What is being asked => If a line below includes the string "CanvasSurface", copy it.
>>>
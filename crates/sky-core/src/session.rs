//! A mounted scene: driver, surface and the host's frame scheduler.
//!
//! Mounting builds the surface and the sprite before anything is scheduled;
//! either failing aborts the mount with no frame requested.

use crate::config::SceneConfig;
use crate::driver::{Driver, FrameOutcome};
use crate::error::SceneError;
use crate::surface::Surface;
use glam::Vec2;

/// Host primitive for "run the frame callback before the next repaint".
pub trait FrameScheduler {
    fn request_frame(&mut self);
    /// Drop any pending request; no further frames run until requested again.
    fn cancel(&mut self);
}

pub struct Session<S: Surface, F> {
    driver: Driver<S::Image>,
    surface: S,
    scheduler: F,
}

impl<S: Surface, F: FrameScheduler> Session<S, F> {
    pub fn mount<E>(
        config: SceneConfig,
        make_surface: impl FnOnce() -> Result<S, E>,
        load_sprite: impl FnOnce(&SceneConfig) -> Result<S::Image, E>,
        scheduler: F,
    ) -> Result<Self, E>
    where
        E: From<SceneError>,
    {
        let mut surface = make_surface()?;
        let sprite = load_sprite(&config)?;
        let driver = Driver::mount(config, &mut surface, sprite)?;
        Ok(Self {
            driver,
            surface,
            scheduler,
        })
    }

    /// Request the first frame.
    pub fn begin(&mut self) {
        if self.driver.is_running() {
            self.scheduler.request_frame();
        }
    }

    /// Frame callback body: draw, then reschedule while running.
    pub fn frame(&mut self) -> FrameOutcome {
        let outcome = self.driver.animate(&mut self.surface);
        if outcome == FrameOutcome::Continue {
            self.scheduler.request_frame();
        }
        outcome
    }

    pub fn resize(&mut self) -> Vec2 {
        self.driver.resize(&mut self.surface)
    }

    pub fn stop(&mut self) {
        self.driver.stop();
        self.scheduler.cancel();
    }

    pub fn driver(&self) -> &Driver<S::Image> {
        &self.driver
    }

    pub fn surface(&self) -> &S {
        &self.surface
    }

    pub fn surface_mut(&mut self) -> &mut S {
        &mut self.surface
    }

    pub fn scheduler(&self) -> &F {
        &self.scheduler
    }
}
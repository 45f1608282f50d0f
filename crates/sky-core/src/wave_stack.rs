use crate::config::SceneConfig;
use crate::error::{Result, SceneError};
use crate::surface::Surface;
use crate::wave::WaveLayer;
use rand::Rng;

/// Fixed set of wave layers composited back-to-front.
#[derive(Clone, Debug)]
pub struct WaveStack {
    pub layers: Vec<WaveLayer>,
}

impl WaveStack {
    /// `css_width` is the canvas' on-screen width; it only sizes the per-layer
    /// point count.
    pub fn new(config: &SceneConfig, css_width: f32) -> Result<Self> {
        if config.wave_colors.is_empty() {
            return Err(SceneError::EmptyPalette);
        }
        let point_count = config.wave_point_count(css_width);
        let layers = config
            .wave_colors
            .iter()
            .enumerate()
            .map(|(i, color)| {
                WaveLayer::new(i, point_count, *color).map(|l| {
                    l.with_tuning(config.wave_baseline_offset, config.wave_max_amplitude)
                })
            })
            .collect::<Result<Vec<_>>>()?;
        log::debug!(
            "[waves] layers={} points_per_layer={}",
            layers.len(),
            point_count
        );
        Ok(Self { layers })
    }

    pub fn len(&self) -> usize {
        self.layers.len()
    }

    pub fn is_empty(&self) -> bool {
        self.layers.is_empty()
    }

    pub fn resize<R: Rng + ?Sized>(&mut self, width: f32, height: f32, rng: &mut R) {
        for layer in &mut self.layers {
            layer.resize(width, height, rng);
        }
    }

    /// Draw every layer, index 0 first.
    pub fn draw<S: Surface + ?Sized>(&mut self, surface: &mut S) {
        for layer in &mut self.layers {
            layer.draw(surface);
        }
    }
}
use crate::sprite::Sprite;
use anyhow::anyhow;
use glam::Vec2;
use sky_core::{Rgba, Surface};
use wasm_bindgen::JsCast;
use web_sys as web;

/// `Surface` backed by a canvas element and its 2D context.
pub struct CanvasSurface {
    canvas: web::HtmlCanvasElement,
    ctx: web::CanvasRenderingContext2d,
}

impl CanvasSurface {
    /// Fails when the canvas cannot hand out a 2D context; there is nothing
    /// useful to animate without one.
    pub fn new(canvas: web::HtmlCanvasElement) -> anyhow::Result<Self> {
        let ctx = canvas
            .get_context("2d")
            .map_err(|e| anyhow!("getContext('2d'): {:?}", e))?
            .ok_or_else(|| anyhow!("canvas has no 2d context"))?
            .dyn_into::<web::CanvasRenderingContext2d>()
            .map_err(|e| anyhow!(format!("{:?}", e)))?;
        Ok(Self { canvas, ctx })
    }
}

impl Surface for CanvasSurface {
    type Image = Sprite;

    fn css_size(&self) -> Vec2 {
        Vec2::new(
            self.canvas.offset_width() as f32,
            self.canvas.offset_height() as f32,
        )
    }

    fn set_pixel_size(&mut self, width: u32, height: u32) {
        self.canvas.set_width(width.max(1));
        self.canvas.set_height(height.max(1));
    }

    fn clear_rect(&mut self, origin: Vec2, size: Vec2) {
        self.ctx
            .clear_rect(origin.x as f64, origin.y as f64, size.x as f64, size.y as f64);
    }

    fn begin_path(&mut self) {
        self.ctx.begin_path();
    }

    fn move_to(&mut self, p: Vec2) {
        self.ctx.move_to(p.x as f64, p.y as f64);
    }

    fn quadratic_curve_to(&mut self, control: Vec2, to: Vec2) {
        self.ctx
            .quadratic_curve_to(control.x as f64, control.y as f64, to.x as f64, to.y as f64);
    }

    fn line_to(&mut self, p: Vec2) {
        self.ctx.line_to(p.x as f64, p.y as f64);
    }

    fn close_path(&mut self) {
        self.ctx.close_path();
    }

    fn set_fill(&mut self, color: Rgba) {
        self.ctx.set_fill_style_str(&color.to_string());
    }

    fn fill(&mut self) {
        self.ctx.fill();
    }

    fn draw_image(&mut self, image: &Sprite, at: Vec2, size: Vec2) {
        image.draw(&self.ctx, at, size);
    }
}
use crate::color::Rgba;

// Scene tuning constants shared by the core model and the web front-end.

// Oscillation
pub const PHASE_STEP: f32 = 0.1; // radians advanced per frame by every point

// Wave layers
pub const WAVE_BASELINE_OFFSET: f32 = 60.0; // distance from the stage bottom to the wave rest line
pub const WAVE_MAX_AMPLITUDE: f32 = 20.0; // per-point amplitude is drawn from [0, max)
pub const WAVE_POINT_DENSITY: f32 = 0.03; // points per on-screen pixel of canvas width
pub const WAVE_MIN_POINTS: usize = 2; // fewer points leave the spacing undefined

// Lightest/farthest first; later layers overlap earlier ones
pub const DEFAULT_WAVE_COLORS: [Rgba; 5] = [
    Rgba::new(0, 230, 230, 0.2),
    Rgba::new(0, 199, 235, 0.2),
    Rgba::new(0, 146, 199, 0.2),
    Rgba::new(0, 87, 158, 0.2),
    Rgba::new(0, 72, 130, 0.2),
];

// Boat sprite geometry, relative to the boat's own viewport
pub const BOAT_HEIGHT_RATIO: f32 = 0.9; // sprite height / viewport height
pub const BOAT_ASPECT: f32 = 0.7; // sprite width / sprite height
pub const BOAT_ANCHOR_X: f32 = 100.0;
pub const BOAT_ANCHOR_Y_INSET: f32 = 30.0; // anchor y = 2 * height - inset
pub const BOAT_BOB_AMPLITUDE: f32 = 5.0;
pub const BOAT_FILL: Rgba = Rgba::new(0x00, 0x0F, 0xFF, 1.0);
pub const BOAT_SPRITE_PATH: &str = "/icon/boat.svg";
pub const SPRITE_RETRY_FRAMES: u32 = 120; // frames before a failed sprite load is requested again

// Stage
pub const PIXEL_RATIO: f32 = 2.0; // fixed backing-store scale, not a devicePixelRatio query
pub const BOAT_STAGE_SCALE: f32 = 0.3; // boat viewport relative to the full stage
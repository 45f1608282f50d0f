use crate::canvas::CanvasSurface;
use sky_core::{FrameOutcome, FrameScheduler, Session};
use std::cell::RefCell;
use std::rc::Rc;
use wasm_bindgen::closure::Closure;
use wasm_bindgen::JsCast;
use web_sys as web;

pub type WebSession = Session<CanvasSurface, RafScheduler>;

type Tick = Rc<RefCell<Option<Closure<dyn FnMut()>>>>;

/// `requestAnimationFrame` scheduler. The frame closure is installed by
/// [`start_loop`] once the session it drives exists.
pub struct RafScheduler {
    tick: Tick,
    pending: Option<i32>,
}

impl RafScheduler {
    pub fn new() -> Self {
        Self {
            tick: Rc::new(RefCell::new(None)),
            pending: None,
        }
    }

    pub fn is_active(&self) -> bool {
        self.tick.borrow().is_some()
    }
}

impl Default for RafScheduler {
    fn default() -> Self {
        Self::new()
    }
}

impl FrameScheduler for RafScheduler {
    fn request_frame(&mut self) {
        let Some(w) = web::window() else {
            return;
        };
        let id = match self.tick.borrow().as_ref() {
            Some(cb) => w.request_animation_frame(cb.as_ref().unchecked_ref()),
            None => return,
        };
        match id {
            Ok(id) => self.pending = Some(id),
            Err(e) => log::error!("[frame] requestAnimationFrame failed: {:?}", e),
        }
    }

    fn cancel(&mut self) {
        if let Some(id) = self.pending.take() {
            if let Some(w) = web::window() {
                _ = w.cancel_animation_frame(id);
            }
        }
        // breaks the closure's reference cycle back to the session
        self.tick.borrow_mut().take();
    }
}

pub fn start_loop(session: Rc<RefCell<WebSession>>) {
    let tick = session.borrow().scheduler().tick.clone();
    let session_tick = session.clone();
    *tick.borrow_mut() = Some(Closure::wrap(Box::new(move || {
        if session_tick.borrow_mut().frame() == FrameOutcome::Halt {
            log::debug!("[frame] loop halted");
        }
    }) as Box<dyn FnMut()>));
    session.borrow_mut().begin();
}
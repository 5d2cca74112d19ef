//! GraphClient trait — the unified interface for embedded and remote modes

use async_trait::async_trait;
use edgeline::{Edge, GraphSnapshot, Node};
use crate::analysis::GraphAnalysis;
use crate::error::SdkResult;
use crate::models::ServerStatus;

/// Unified client interface for the Edgeline graph store.
///
/// Implemented by:
/// - `EmbeddedClient` — in-process, no network (for tests, embedded use)
/// - `RemoteClient` — connects to a running server via HTTP
#[async_trait]
pub trait GraphClient: Send + Sync {
    /// Create a node, replacing any node with the same id
    async fn add_node(&self, node: Node) -> SdkResult<()>;

    /// Append an edge between two existing nodes
    async fn add_edge(&self, edge: Edge) -> SdkResult<()>;

    /// Fetch a node; `Ok(None)` when it does not exist
    async fn get_node(&self, id: &str) -> SdkResult<Option<Node>>;

    /// Export the whole graph
    async fn export(&self) -> SdkResult<GraphSnapshot>;

    /// Remove every node and edge
    async fn clear(&self) -> SdkResult<()>;

    /// Liveness check, returns the reported health string
    async fn health(&self) -> SdkResult<String>;

    /// Get server status
    async fn status(&self) -> SdkResult<ServerStatus>;

    /// Export the graph and summarize it, keeping `top` nodes per degree ranking
    async fn analyze(&self, top: usize) -> SdkResult<GraphAnalysis> {
        let snapshot = self.export().await?;
        Ok(GraphAnalysis::from_snapshot(&snapshot, top))
    }
}
//! Data models for the Edgeline SDK
//!
//! These types mirror the HTTP response bodies and are returned by
//! both EmbeddedClient and RemoteClient.

use serde::{Deserialize, Serialize};

/// Server status information
#[derive(Debug, Clone, PartialEq, Eq, Serialize, Deserialize)]
pub struct ServerStatus {
    /// Health status (e.g., "healthy")
    pub status: String,
    /// Server version
    pub version: String,
    /// Storage statistics
    pub storage: StorageStats,
}

/// Storage statistics
#[derive(Debug, Clone, Copy, PartialEq, Eq, Serialize, Deserialize)]
pub struct StorageStats {
    /// Number of nodes
    pub nodes: u64,
    /// Number of edges
    pub edges: u64,
}

/// Error body sent by the server on 4xx responses
#[derive(Debug, Clone, Deserialize)]
pub(crate) struct ErrorBody {
    pub error: String,
    #[serde(default)]
    pub kind: Option<String>,
}
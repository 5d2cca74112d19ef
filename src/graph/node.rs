//! Node implementation for the graph store

use super::types::{NodeId, PropertyMap};
use serde::{Deserialize, Deserializer, Serialize};

/// A node in the graph
///
/// Nodes have:
/// - A unique string ID
/// - Optional string properties
///
/// Wire form is `{"id": ..., "props": {...}}`; `props` is omitted when empty.
#[derive(Debug, Clone, Default, PartialEq, Eq, Serialize, Deserialize)]
pub struct Node {
    /// Unique identifier for this node
    #[serde(default)]
    pub id: NodeId,

    /// Properties associated with this node
    #[serde(
        default,
        deserialize_with = "null_as_empty",
        skip_serializing_if = "PropertyMap::is_empty"
    )]
    pub props: PropertyMap,
}

/// `"props": null` decodes the same as an absent `props`
fn null_as_empty<'de, D>(deserializer: D) -> Result<PropertyMap, D::Error>
where
    D: Deserializer<'de>,
{
    Ok(Option::<PropertyMap>::deserialize(deserializer)?.unwrap_or_default())
}

impl Node {
    /// Create a new node without properties
    pub fn new(id: impl Into<NodeId>) -> Self {
        Node {
            id: id.into(),
            props: PropertyMap::new(),
        }
    }

    /// Create a new node with properties
    pub fn new_with_properties(id: impl Into<NodeId>, props: PropertyMap) -> Self {
        Node {
            id: id.into(),
            props,
        }
    }

    /// Builder-style property setter
    pub fn with_property(mut self, key: impl Into<String>, value: impl Into<String>) -> Self {
        self.props.insert(key.into(), value.into());
        self
    }

    pub fn get_property(&self, key: &str) -> Option<&str> {
        self.props.get(key).map(String::as_str)
    }
}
<<<
Response to the exercise =>
pub struct CanvasSurface {
impl CanvasSurface {
impl Surface for CanvasSurface {
use crate::canvas::CanvasSurface;
pub type WebSession = Session<CanvasSurface, RafScheduler>;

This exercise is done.